Start of DATA EXCERPTS
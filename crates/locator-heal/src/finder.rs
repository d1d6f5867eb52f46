//! Candidate search over the current tree

use dom_snapshot::{extract_features, DomNode, DomTree, Feature, NodeId};
use tracing::trace;

/// Nodes of `target` sharing the reference's tag name and at least one
/// weighted feature, in pre-order.
pub fn find_candidates(reference: &DomNode, target: &DomTree) -> Vec<NodeId> {
    let features = extract_features(reference);
    let candidates: Vec<NodeId> = target
        .preorder()
        .filter(|(_, node)| node.tag_name == reference.tag_name)
        .filter(|(_, node)| overlap_weight(&features, node) > 0.0)
        .map(|(id, _)| id)
        .collect();

    trace!(
        tag = %reference.tag_name,
        features = features.len(),
        visited = target.len(),
        found = candidates.len(),
        "candidate search finished"
    );
    candidates
}

/// Sum of the weights of `features` that match `node`.
pub fn overlap_weight(features: &[Feature], node: &DomNode) -> f64 {
    features
        .iter()
        .filter(|feature| feature.matches(node))
        .map(Feature::weight)
        .sum()
}

#[cfg(test)]
mod tests {
    use super::*;
    use dom_snapshot::Node;

    fn tree(root: Node) -> DomTree {
        DomTree::from_node(&root).unwrap()
    }

    fn reference() -> DomTree {
        tree(
            Node::new("button")
                .with_id("submit")
                .with_class("btn primary")
                .with_text("Submit"),
        )
    }

    #[test]
    fn finds_renamed_element_through_class_and_text() {
        let baseline = reference();
        let current = tree(Node::new("form").with_children([
            Node::new("input").with_class("btn"),
            Node::new("button").with_id("cancel").with_text("Cancel"),
            Node::new("button")
                .with_id("submit-button")
                .with_class("btn primary")
                .with_text("Submit"),
        ]));

        let found = find_candidates(baseline.node(baseline.root()), &current);
        assert_eq!(found, vec![NodeId(3)]);
    }

    #[test]
    fn empty_when_tag_is_absent() {
        let baseline = reference();
        let current = tree(Node::new("div").with_child(Node::new("a").with_class("btn primary")));
        assert!(find_candidates(baseline.node(baseline.root()), &current).is_empty());
    }

    #[test]
    fn same_tag_without_overlap_is_skipped() {
        let baseline = reference();
        let current = tree(Node::new("div").with_child(Node::new("button").with_class("other")));
        assert!(find_candidates(baseline.node(baseline.root()), &current).is_empty());
    }

    #[test]
    fn keeps_traversal_order() {
        let baseline = reference();
        let current = tree(Node::new("div").with_children([
            Node::new("section").with_child(Node::new("button").with_class("btn")),
            Node::new("button").with_class("primary"),
        ]));
        let found = find_candidates(baseline.node(baseline.root()), &current);
        assert_eq!(found, vec![NodeId(2), NodeId(3)]);
    }

    #[test]
    fn overlap_sums_matching_weights() {
        let baseline = tree(
            Node::new("input")
                .with_class("field")
                .with_attr("name", "email")
                .with_attr("style", "x"),
        );
        let features = extract_features(baseline.node(baseline.root()));
        let current = tree(
            Node::new("input")
                .with_class("field")
                .with_attr("name", "email")
                .with_attr("style", "y"),
        );
        let weight = overlap_weight(&features, current.node(current.root()));
        assert!((weight - 1.5).abs() < 1e-9);
    }
}
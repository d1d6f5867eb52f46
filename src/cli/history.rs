use std::path::PathBuf;

use anyhow::{anyhow, Result};
use clap::{Args, Subcommand};
use locator_heal::{HealSource, HealingHistory, HealingResult, LocatorStrategy};
use selector_heal_cli::report::HistoryReport;
use selector_heal_cli::snapshot_io::{load_history, save_history};
use tracing::info;

use crate::cli::context::CliContext;
use crate::cli::output::print_report;

#[derive(Args, Clone, Debug)]
pub struct HistoryArgs {
    /// Healing history file (overrides `history_path`)
    #[arg(long, value_name = "FILE")]
    pub history: Option<PathBuf>,

    #[command(subcommand)]
    pub action: HistoryAction,
}

#[derive(Subcommand, Clone, Debug)]
pub enum HistoryAction {
    /// Show every recorded decision
    List,

    /// Record a locator as a confirmed replacement
    Accept {
        #[arg(long)]
        locator: String,

        /// Page url the decision applies to
        #[arg(long)]
        url: String,

        #[arg(long)]
        selector: String,

        #[arg(long, value_parser = parse_strategy)]
        strategy: LocatorStrategy,

        #[arg(long, default_value_t = 1.0)]
        score: f64,
    },

    /// Record a locator as wrong so it is never proposed again
    Reject {
        #[arg(long)]
        locator: String,

        #[arg(long)]
        url: String,

        #[arg(long)]
        selector: String,
    },
}

pub async fn cmd_history(args: HistoryArgs, ctx: &CliContext) -> Result<()> {
    let path = ctx
        .history_path(args.history)
        .ok_or_else(|| anyhow!("no history file: pass --history or set history_path"))?;
    let history = load_history(&path).await?;

    match args.action {
        HistoryAction::List => {
            let report = HistoryReport {
                records: history.records(),
            };
            return print_report(ctx.output(), &report);
        }
        HistoryAction::Accept {
            locator,
            url,
            selector,
            strategy,
            score,
        } => {
            if !(0.0..=1.0).contains(&score) {
                return Err(anyhow!("score must be within 0..=1, got {score}"));
            }
            history.record_accepted(
                &locator,
                &url,
                HealingResult {
                    selector: selector.clone(),
                    score,
                    strategy,
                    source: HealSource::Local,
                },
            );
            info!(%locator, %url, %selector, "Recorded accepted locator");
        }
        HistoryAction::Reject {
            locator,
            url,
            selector,
        } => {
            history.record_rejected(&locator, &url, &selector);
            info!(%locator, %url, %selector, "Recorded rejected locator");
        }
    }

    save_history(&path, &history).await?;
    println!("Saved healing history to {}", path.display());
    Ok(())
}

fn parse_strategy(raw: &str) -> Result<LocatorStrategy, String> {
    LocatorStrategy::all()
        .into_iter()
        .find(|strategy| strategy.name() == raw)
        .ok_or_else(|| {
            let known: Vec<&str> = LocatorStrategy::all().iter().map(|s| s.name()).collect();
            format!("unknown strategy {raw:?}, expected one of {}", known.join(", "))
        })
}
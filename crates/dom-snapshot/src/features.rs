//! Weighted node features used to shortlist candidates

use serde::{Deserialize, Serialize};

use crate::arena::DomNode;

const ID_WEIGHT: f64 = 1.0;
const CLASS_WEIGHT: f64 = 0.7;
const TEXT_WEIGHT: f64 = 0.6;

#[derive(Debug, Clone, Copy, PartialEq, Eq, Hash, Serialize, Deserialize)]
#[serde(rename_all = "lowercase")]
pub enum FeatureKind {
    Id,
    Class,
    Text,
    Attribute,
}

impl FeatureKind {
    pub fn name(&self) -> &'static str {
        match self {
            FeatureKind::Id => "id",
            FeatureKind::Class => "class",
            FeatureKind::Text => "text",
            FeatureKind::Attribute => "attribute",
        }
    }
}

#[derive(Debug, Clone, PartialEq, Eq)]
pub enum Feature {
    Id(String),
    Class(String),
    /// Trimmed text content
    Text(String),
    Attribute { name: String, value: String },
}

impl Feature {
    pub fn kind(&self) -> FeatureKind {
        match self {
            Feature::Id(_) => FeatureKind::Id,
            Feature::Class(_) => FeatureKind::Class,
            Feature::Text(_) => FeatureKind::Text,
            Feature::Attribute { .. } => FeatureKind::Attribute,
        }
    }

    pub fn weight(&self) -> f64 {
        match self {
            Feature::Id(_) => ID_WEIGHT,
            Feature::Class(_) => CLASS_WEIGHT,
            Feature::Text(_) => TEXT_WEIGHT,
            Feature::Attribute { name, .. } => attribute_weight(name),
        }
    }

    /// Attribute features encode as `name="value"`.
    pub fn value(&self) -> String {
        match self {
            Feature::Id(value) | Feature::Class(value) | Feature::Text(value) => value.clone(),
            Feature::Attribute { name, value } => format!("{}=\"{}\"", name, value),
        }
    }

    pub fn matches(&self, node: &DomNode) -> bool {
        match self {
            Feature::Id(id) => node.id() == Some(id.as_str()),
            Feature::Class(token) => node.has_class(token),
            Feature::Text(text) => node
                .raw_text()
                .map_or(false, |content| content.contains(text.as_str())),
            Feature::Attribute { name, value } => node.attribute(name) == Some(value.as_str()),
        }
    }

    pub fn descriptor(&self) -> FeatureDescriptor {
        FeatureDescriptor {
            kind: self.kind(),
            value: self.value(),
            weight: self.weight(),
        }
    }
}

/// Serializable form of a feature, for diagnostics.
#[derive(Debug, Clone, PartialEq, Serialize, Deserialize)]
pub struct FeatureDescriptor {
    #[serde(rename = "type")]
    pub kind: FeatureKind,
    pub value: String,
    pub weight: f64,
}

/// Fixed weight table for attribute features, case-insensitive on the name.
pub fn attribute_weight(name: &str) -> f64 {
    let lower = name.to_ascii_lowercase();
    match lower.as_str() {
        "name" | "data-testid" | "data-cy" | "data-test" => 0.8,
        "href" | "src" | "alt" | "title" | "aria-label" => 0.7,
        "type" | "role" | "placeholder" | "value" => 0.6,
        other if other.starts_with("data-") => 0.5,
        _ => 0.3,
    }
}

/// Extract features in rule order: id, classes, text, then attributes by name.
pub fn extract_features(node: &DomNode) -> Vec<Feature> {
    let mut features = Vec::new();

    if let Some(id) = node.id() {
        features.push(Feature::Id(id.to_string()));
    }

    features.extend(
        node.class_tokens()
            .iter()
            .map(|token| Feature::Class(token.clone())),
    );

    if let Some(text) = node.text() {
        features.push(Feature::Text(text.to_string()));
    }

    features.extend(
        node.attributes
            .iter()
            .filter(|(name, _)| !matches!(name.as_str(), "id" | "class"))
            .map(|(name, value)| Feature::Attribute {
                name: name.clone(),
                value: value.clone(),
            }),
    );

    features
}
End of DATA EXCERPTS
AIM OF THE EXERCISE -
Answer with a number alone: how many lines of the records contain the string "attributes"?

ANSWER TO THIS PROBLEM -
2